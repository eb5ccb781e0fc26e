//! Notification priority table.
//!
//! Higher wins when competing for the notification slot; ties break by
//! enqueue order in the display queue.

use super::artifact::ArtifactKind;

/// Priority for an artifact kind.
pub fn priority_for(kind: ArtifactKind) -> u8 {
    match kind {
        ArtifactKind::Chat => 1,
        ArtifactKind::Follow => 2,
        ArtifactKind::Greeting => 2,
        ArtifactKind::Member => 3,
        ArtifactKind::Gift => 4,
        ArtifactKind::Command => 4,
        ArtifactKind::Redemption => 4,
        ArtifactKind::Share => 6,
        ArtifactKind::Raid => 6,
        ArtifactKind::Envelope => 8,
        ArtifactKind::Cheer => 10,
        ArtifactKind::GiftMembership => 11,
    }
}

* * * *

→ **Work required**:
The expected output is the run of lines from the one holding "Notification priority table." to the last line of the entries above, each reproduced character for character.

→ **Output below**:
//! Notification priority table.
//!
//! Higher wins when competing for the notification slot; ties break by
//! enqueue order in the display queue.

use super::artifact::ArtifactKind;

/// Priority for an artifact kind.
pub fn priority_for(kind: ArtifactKind) -> u8 {
    match kind {
        ArtifactKind::Chat => 1,
        ArtifactKind::Follow => 2,
        ArtifactKind::Greeting => 2,
        ArtifactKind::Member => 3,
        ArtifactKind::Gift => 4,
        ArtifactKind::Command => 4,
        ArtifactKind::Redemption => 4,
        ArtifactKind::Share => 6,
        ArtifactKind::Raid => 6,
        ArtifactKind::Envelope => 8,
        ArtifactKind::Cheer => 10,
        ArtifactKind::GiftMembership => 11,
    }
}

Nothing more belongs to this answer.